## DATA TO USE

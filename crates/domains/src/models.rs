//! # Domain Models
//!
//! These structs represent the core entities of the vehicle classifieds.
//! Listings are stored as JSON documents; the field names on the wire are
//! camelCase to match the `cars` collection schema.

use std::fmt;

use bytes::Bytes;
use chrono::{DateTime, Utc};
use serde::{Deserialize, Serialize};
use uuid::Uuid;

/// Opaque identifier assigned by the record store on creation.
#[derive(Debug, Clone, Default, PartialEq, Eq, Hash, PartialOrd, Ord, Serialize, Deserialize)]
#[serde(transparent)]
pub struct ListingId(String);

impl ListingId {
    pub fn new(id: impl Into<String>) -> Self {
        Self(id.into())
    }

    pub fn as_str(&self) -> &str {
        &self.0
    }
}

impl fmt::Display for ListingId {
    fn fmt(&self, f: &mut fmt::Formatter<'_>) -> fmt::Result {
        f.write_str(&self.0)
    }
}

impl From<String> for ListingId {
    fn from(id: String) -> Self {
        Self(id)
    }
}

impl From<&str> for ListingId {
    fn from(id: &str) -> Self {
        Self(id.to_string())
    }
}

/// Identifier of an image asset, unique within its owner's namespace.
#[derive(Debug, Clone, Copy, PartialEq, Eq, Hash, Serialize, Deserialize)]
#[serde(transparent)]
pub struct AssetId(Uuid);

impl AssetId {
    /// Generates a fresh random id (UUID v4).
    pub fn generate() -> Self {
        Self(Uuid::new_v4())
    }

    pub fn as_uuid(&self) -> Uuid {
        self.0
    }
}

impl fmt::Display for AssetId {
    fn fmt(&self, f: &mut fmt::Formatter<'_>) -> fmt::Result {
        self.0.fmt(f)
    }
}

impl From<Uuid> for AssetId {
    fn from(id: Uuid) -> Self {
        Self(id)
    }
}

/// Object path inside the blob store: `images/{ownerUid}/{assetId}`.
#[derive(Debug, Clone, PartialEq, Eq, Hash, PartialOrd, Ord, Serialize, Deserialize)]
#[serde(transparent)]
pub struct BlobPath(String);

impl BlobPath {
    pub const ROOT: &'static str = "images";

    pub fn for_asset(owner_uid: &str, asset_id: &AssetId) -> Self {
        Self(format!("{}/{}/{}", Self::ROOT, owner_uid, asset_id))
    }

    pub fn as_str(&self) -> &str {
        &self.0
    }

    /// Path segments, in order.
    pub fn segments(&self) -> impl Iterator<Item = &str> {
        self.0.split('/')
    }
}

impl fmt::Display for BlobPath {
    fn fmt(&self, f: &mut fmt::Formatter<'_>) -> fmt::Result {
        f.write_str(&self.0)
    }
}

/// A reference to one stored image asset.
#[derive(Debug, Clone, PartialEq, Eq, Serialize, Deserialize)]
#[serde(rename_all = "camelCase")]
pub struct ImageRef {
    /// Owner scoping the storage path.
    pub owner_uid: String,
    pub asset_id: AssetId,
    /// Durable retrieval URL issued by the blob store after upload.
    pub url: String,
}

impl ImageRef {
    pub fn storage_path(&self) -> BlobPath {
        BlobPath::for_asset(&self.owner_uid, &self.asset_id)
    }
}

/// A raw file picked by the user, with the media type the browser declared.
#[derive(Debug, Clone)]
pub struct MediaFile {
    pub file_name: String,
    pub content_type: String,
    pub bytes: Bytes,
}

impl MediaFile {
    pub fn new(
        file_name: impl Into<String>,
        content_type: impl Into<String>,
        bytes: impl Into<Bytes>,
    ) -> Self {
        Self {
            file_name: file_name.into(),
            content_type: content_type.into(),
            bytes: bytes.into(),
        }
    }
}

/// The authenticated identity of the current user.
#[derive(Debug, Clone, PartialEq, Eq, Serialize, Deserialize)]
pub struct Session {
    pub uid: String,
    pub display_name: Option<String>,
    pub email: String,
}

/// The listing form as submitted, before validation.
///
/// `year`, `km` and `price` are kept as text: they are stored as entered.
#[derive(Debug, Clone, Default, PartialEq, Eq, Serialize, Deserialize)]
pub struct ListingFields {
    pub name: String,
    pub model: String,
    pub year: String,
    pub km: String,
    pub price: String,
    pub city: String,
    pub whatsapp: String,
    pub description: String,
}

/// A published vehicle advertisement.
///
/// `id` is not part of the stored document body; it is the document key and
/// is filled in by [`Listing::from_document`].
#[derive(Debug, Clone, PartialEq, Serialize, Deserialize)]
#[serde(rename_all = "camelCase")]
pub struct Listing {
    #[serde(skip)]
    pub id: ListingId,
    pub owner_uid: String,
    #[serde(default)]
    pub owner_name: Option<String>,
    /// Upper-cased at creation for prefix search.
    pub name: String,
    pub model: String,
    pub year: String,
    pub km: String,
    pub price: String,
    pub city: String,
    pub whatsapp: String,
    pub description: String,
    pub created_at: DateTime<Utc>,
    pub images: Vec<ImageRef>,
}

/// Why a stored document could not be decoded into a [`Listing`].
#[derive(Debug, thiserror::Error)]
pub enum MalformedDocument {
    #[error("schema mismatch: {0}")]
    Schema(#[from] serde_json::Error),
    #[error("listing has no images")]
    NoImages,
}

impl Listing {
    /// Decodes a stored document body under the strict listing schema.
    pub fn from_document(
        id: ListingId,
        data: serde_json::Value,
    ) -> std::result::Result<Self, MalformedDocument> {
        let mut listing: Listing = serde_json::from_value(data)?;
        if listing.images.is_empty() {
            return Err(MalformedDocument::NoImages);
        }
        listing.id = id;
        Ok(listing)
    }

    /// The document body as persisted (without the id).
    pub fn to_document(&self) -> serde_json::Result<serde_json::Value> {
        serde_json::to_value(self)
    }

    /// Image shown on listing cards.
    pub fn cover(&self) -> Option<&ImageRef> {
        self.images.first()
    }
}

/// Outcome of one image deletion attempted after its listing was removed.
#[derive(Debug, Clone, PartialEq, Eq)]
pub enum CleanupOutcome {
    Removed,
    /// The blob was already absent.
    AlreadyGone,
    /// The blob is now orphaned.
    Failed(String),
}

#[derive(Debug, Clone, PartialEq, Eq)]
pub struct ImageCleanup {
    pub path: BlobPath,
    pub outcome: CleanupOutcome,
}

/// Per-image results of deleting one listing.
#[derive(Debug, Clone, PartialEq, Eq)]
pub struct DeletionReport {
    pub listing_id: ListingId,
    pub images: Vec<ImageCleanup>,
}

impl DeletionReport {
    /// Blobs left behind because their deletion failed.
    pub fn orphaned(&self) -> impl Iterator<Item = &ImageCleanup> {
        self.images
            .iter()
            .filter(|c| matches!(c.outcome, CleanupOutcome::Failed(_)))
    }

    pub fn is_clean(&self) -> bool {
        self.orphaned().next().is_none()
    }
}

## WORK TASK
Among the lines above, find the one with "on listing cards." and the one with "is now orphaned.". Quote both and everything between them, exactly.

## SOLUTION TO THE EXERCISE
    /// Image shown on listing cards.
    pub fn cover(&self) -> Option<&ImageRef> {
        self.images.first()
    }
}

/// Outcome of one image deletion attempted after its listing was removed.
#[derive(Debug, Clone, PartialEq, Eq)]
pub enum CleanupOutcome {
    Removed,
    /// The blob was already absent.
    AlreadyGone,
    /// The blob is now orphaned.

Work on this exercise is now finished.